Dataset excerpts
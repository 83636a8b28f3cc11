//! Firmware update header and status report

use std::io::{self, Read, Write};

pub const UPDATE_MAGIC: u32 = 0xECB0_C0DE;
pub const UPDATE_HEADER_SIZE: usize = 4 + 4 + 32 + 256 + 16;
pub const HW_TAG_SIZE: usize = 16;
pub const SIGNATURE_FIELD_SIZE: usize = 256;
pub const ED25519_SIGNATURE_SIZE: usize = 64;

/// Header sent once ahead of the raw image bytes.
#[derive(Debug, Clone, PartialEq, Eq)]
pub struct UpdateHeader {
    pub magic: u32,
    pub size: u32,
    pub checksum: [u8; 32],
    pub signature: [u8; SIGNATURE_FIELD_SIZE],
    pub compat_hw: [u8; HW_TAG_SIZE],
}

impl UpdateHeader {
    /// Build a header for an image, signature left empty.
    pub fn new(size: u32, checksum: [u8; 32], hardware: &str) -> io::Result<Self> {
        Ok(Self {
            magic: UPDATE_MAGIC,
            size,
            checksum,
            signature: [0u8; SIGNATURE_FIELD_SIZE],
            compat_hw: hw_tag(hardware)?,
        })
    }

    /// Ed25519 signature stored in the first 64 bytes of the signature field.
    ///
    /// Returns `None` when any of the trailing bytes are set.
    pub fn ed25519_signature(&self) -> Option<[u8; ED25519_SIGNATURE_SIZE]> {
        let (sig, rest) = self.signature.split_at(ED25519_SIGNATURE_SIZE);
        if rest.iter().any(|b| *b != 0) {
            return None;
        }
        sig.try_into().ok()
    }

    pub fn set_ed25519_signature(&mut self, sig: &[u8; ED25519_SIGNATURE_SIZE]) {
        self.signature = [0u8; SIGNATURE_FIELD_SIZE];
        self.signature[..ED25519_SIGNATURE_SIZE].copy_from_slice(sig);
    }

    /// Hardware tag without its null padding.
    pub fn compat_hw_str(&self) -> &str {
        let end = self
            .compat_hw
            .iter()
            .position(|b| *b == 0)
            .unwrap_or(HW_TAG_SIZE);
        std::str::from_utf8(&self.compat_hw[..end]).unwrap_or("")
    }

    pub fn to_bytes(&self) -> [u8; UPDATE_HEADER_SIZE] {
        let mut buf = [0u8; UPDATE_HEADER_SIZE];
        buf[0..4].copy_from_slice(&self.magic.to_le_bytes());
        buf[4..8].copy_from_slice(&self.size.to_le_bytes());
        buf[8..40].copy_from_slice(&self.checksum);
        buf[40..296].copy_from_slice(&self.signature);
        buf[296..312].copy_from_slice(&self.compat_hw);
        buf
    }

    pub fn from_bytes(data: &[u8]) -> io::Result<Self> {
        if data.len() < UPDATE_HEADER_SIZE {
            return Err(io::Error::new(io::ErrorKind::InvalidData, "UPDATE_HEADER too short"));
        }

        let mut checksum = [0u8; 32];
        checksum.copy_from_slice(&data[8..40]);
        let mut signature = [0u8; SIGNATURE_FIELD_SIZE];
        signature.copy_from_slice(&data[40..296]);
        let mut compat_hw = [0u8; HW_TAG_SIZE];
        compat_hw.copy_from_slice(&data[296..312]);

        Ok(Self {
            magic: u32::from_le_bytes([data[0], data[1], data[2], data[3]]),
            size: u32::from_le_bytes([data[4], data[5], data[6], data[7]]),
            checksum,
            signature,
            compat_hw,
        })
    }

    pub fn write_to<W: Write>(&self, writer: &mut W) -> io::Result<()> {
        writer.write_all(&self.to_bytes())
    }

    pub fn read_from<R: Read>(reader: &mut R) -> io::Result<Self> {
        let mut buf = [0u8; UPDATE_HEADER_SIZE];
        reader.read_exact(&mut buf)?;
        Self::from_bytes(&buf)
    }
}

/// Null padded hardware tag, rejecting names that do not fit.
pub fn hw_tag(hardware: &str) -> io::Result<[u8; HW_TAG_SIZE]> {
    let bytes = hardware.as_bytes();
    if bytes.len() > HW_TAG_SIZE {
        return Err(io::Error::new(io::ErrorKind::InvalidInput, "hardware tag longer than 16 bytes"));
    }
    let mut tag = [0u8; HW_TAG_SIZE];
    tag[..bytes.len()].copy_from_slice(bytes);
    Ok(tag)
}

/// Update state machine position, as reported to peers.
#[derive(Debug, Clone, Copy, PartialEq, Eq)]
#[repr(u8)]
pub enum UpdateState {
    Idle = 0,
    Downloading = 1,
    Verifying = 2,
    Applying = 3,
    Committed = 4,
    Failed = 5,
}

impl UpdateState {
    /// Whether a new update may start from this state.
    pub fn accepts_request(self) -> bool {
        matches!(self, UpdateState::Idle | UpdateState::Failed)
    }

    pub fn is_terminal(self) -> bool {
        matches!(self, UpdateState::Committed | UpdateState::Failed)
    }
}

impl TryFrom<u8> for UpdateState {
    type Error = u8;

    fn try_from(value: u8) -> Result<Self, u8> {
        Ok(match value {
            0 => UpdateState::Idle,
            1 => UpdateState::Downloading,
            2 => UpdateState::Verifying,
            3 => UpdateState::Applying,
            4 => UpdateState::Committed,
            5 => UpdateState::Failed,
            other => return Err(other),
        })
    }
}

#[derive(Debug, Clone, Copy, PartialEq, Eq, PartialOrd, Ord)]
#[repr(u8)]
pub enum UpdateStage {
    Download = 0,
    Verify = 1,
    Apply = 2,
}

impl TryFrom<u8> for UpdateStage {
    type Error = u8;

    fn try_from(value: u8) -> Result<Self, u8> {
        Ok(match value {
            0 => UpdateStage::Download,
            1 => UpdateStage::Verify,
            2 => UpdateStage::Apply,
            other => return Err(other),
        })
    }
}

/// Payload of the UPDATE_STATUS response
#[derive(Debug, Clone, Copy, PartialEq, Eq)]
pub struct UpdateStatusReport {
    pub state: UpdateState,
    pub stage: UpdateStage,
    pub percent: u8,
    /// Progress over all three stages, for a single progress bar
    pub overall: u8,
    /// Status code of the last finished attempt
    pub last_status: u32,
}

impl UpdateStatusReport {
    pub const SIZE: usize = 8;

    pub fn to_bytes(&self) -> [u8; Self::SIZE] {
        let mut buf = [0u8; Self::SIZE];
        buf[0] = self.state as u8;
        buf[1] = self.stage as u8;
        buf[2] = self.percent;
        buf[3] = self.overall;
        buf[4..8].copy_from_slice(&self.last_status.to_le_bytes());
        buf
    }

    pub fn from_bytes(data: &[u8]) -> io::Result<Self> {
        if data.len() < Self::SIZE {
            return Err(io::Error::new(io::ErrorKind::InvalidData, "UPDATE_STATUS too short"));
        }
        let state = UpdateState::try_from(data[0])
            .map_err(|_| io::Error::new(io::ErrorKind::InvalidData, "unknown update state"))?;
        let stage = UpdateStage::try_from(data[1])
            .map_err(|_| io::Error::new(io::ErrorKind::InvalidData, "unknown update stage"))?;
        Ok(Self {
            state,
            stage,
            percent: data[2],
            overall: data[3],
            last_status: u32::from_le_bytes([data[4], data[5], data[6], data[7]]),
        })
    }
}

Assignment
Some lines of the records may hold the word "checksum". How many do? Answer with a number and nothing else.

Answer space
7